SUPPLIED MATERIAL:
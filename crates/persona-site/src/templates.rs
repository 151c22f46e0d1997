//! Template engine for the site chrome.

use std::fs;
use std::path::{Path, PathBuf};

use minijinja::{context, Environment};

/// Every template the builder renders. A custom template directory must
/// provide all of them; the embedded defaults cover the rest of the time.
const TEMPLATE_NAMES: [&str; 6] = [
    "base.html",
    "nav.html",
    "footer.html",
    "page.html",
    "index.html",
    "demos.html",
];

/// A post card on the home page.
#[derive(Debug, Clone, serde::Serialize)]
pub struct PostCard {
    pub title: String,
    pub description: String,
    pub date_display: String,
    pub href: String,
}

/// Context for rendering one content page.
#[derive(Debug, Clone, serde::Serialize)]
pub struct PageContext {
    pub title: String,
    pub description: String,
    pub date_display: String,
    pub canonical: String,
    /// Rendered body HTML
    pub content: String,
}

/// Template errors are fatal to the build: the shared chrome is required.
#[derive(Debug, thiserror::Error)]
pub enum TemplateError {
    #[error("template `{name}` not found in {dir}")]
    Missing { name: &'static str, dir: PathBuf },

    #[error("failed to read template `{name}`: {source}")]
    Read {
        name: &'static str,
        source: std::io::Error,
    },

    #[error("template error: {0}")]
    Render(#[from] minijinja::Error),
}

/// Template engine using minijinja.
#[derive(Debug)]
pub struct TemplateEngine {
    env: Environment<'static>,
    site_title: String,
    site_description: String,
}

impl TemplateEngine {
    /// Engine with the embedded default templates.
    pub fn new(site_title: &str, site_description: &str) -> Result<Self, TemplateError> {
        let mut env = Environment::new();

        for (name, source) in [
            ("base.html", BASE_TEMPLATE),
            ("nav.html", NAV_TEMPLATE),
            ("footer.html", FOOTER_TEMPLATE),
            ("page.html", PAGE_TEMPLATE),
            ("index.html", INDEX_TEMPLATE),
            ("demos.html", DEMOS_TEMPLATE),
        ] {
            env.add_template_owned(name.to_string(), source.to_string())?;
        }

        Ok(Self {
            env,
            site_title: site_title.to_string(),
            site_description: site_description.to_string(),
        })
    }

    /// Engine loading every template from a directory. A missing or
    /// unreadable file is an error; there is no partial fallback, so a page
    /// never renders against a mix of custom and default chrome.
    pub fn from_dir(
        dir: &Path,
        site_title: &str,
        site_description: &str,
    ) -> Result<Self, TemplateError> {
        let mut env = Environment::new();

        for name in TEMPLATE_NAMES {
            let path = dir.join(name);
            if !path.exists() {
                return Err(TemplateError::Missing {
                    name,
                    dir: dir.to_path_buf(),
                });
            }
            let source =
                fs::read_to_string(&path).map_err(|source| TemplateError::Read { name, source })?;
            env.add_template_owned(name.to_string(), source)?;
        }

        Ok(Self {
            env,
            site_title: site_title.to_string(),
            site_description: site_description.to_string(),
        })
    }

    /// Render one content page into the base/nav/footer chain.
    pub fn render_page(&self, page: &PageContext) -> Result<String, TemplateError> {
        let tmpl = self.env.get_template("page.html")?;

        Ok(tmpl.render(context! {
            site_title => &self.site_title,
            site_description => &self.site_description,
            title => &page.title,
            description => &page.description,
            date_display => &page.date_display,
            canonical => &page.canonical,
            content => &page.content,
        })?)
    }

    /// Render the home page with its post cards.
    pub fn render_home(&self, posts: &[PostCard]) -> Result<String, TemplateError> {
        let tmpl = self.env.get_template("index.html")?;

        Ok(tmpl.render(context! {
            site_title => &self.site_title,
            site_description => &self.site_description,
            title => &self.site_title,
            description => &self.site_description,
            canonical => "",
            posts => posts,
        })?)
    }

    /// Render the demos page around a widget shell snapshot.
    pub fn render_demos(&self, shell_html: &str) -> Result<String, TemplateError> {
        let tmpl = self.env.get_template("demos.html")?;

        Ok(tmpl.render(context! {
            site_title => &self.site_title,
            site_description => &self.site_description,
            title => "Demos",
            description => "Interactive demo widgets",
            canonical => "",
            shell => shell_html,
        })?)
    }
}

const BASE_TEMPLATE: &str = r##"<!DOCTYPE html>
<html lang="en">
<head>
  <meta charset="utf-8">
  <meta name="viewport" content="width=device-width, initial-scale=1">
  <title>{{ title }} // {{ site_title }}</title>
  <meta name="description" content="{{ description }}">
  {% if canonical %}<link rel="canonical" href="{{ canonical }}">
  {% endif %}<link rel="alternate" type="application/rss+xml" title="{{ site_title }}" href="/rss.xml">
  <link rel="stylesheet" href="/assets/site.css">
</head>
<body>
  {% include "nav.html" %}
  <main class="main">
    {% block content %}{% endblock %}
  </main>
  {% include "footer.html" %}
</body>
</html>"##;

const NAV_TEMPLATE: &str = r##"<nav class="site-nav">
  <a href="/" class="nav-logo">{{ site_title }}</a>
  <div class="nav-links">
    <a href="/">Blog</a>
    <a href="/demos.html">Demos</a>
    <a href="/llms.txt">llms.txt</a>
    <a href="/rss.xml">RSS</a>
  </div>
</nav>"##;

const FOOTER_TEMPLATE: &str = r##"<footer class="site-footer">
  <p>{{ site_description }}</p>
  <p>Static HTML, no trackers. Every page has a <code>.md</code> twin for machine readers.</p>
</footer>"##;

const PAGE_TEMPLATE: &str = r##"{% extends "base.html" %}

{% block content %}
<header class="article-header">
  <div class="post-date">{{ date_display }}</div>
  <h1>{{ title }}</h1>
</header>

<article class="article-content">
{{ content | safe }}
</article>

<nav class="article-nav">
  <a href="/">&larr; Back to blog</a>
</nav>
{% endblock %}"##;

const INDEX_TEMPLATE: &str = r##"{% extends "base.html" %}

{% block content %}
<header class="hero">
  <h1>{{ site_title }}</h1>
  <p class="tagline">{{ site_description }}</p>
</header>

<section class="posts">
  <h2>Latest Posts</h2>
  {% for post in posts %}
  <article class="post-card">
    <div class="post-date">{{ post.date_display }}</div>
    <h3><a href="{{ post.href }}">{{ post.title }}</a></h3>
    <p>{{ post.description }}</p>
    <a href="{{ post.href }}" class="read-more">Continue reading &rarr;</a>
  </article>
  {% endfor %}
</section>
{% endblock %}"##;

const DEMOS_TEMPLATE: &str = r##"{% extends "base.html" %}

{% block content %}
<header class="article-header">
  <h1>Demos</h1>
  <p class="post-date">Decorative widgets with purely local state</p>
</header>

{{ shell | safe }}
{% endblock %}"##;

WHAT THE EXERCISE ASKS: Lines above with "chrome" in them are the ones to copy.

RESPONSE:
//! Template engine for the site chrome.
/// Template errors are fatal to the build: the shared chrome is required.
    /// never renders against a mix of custom and default chrome.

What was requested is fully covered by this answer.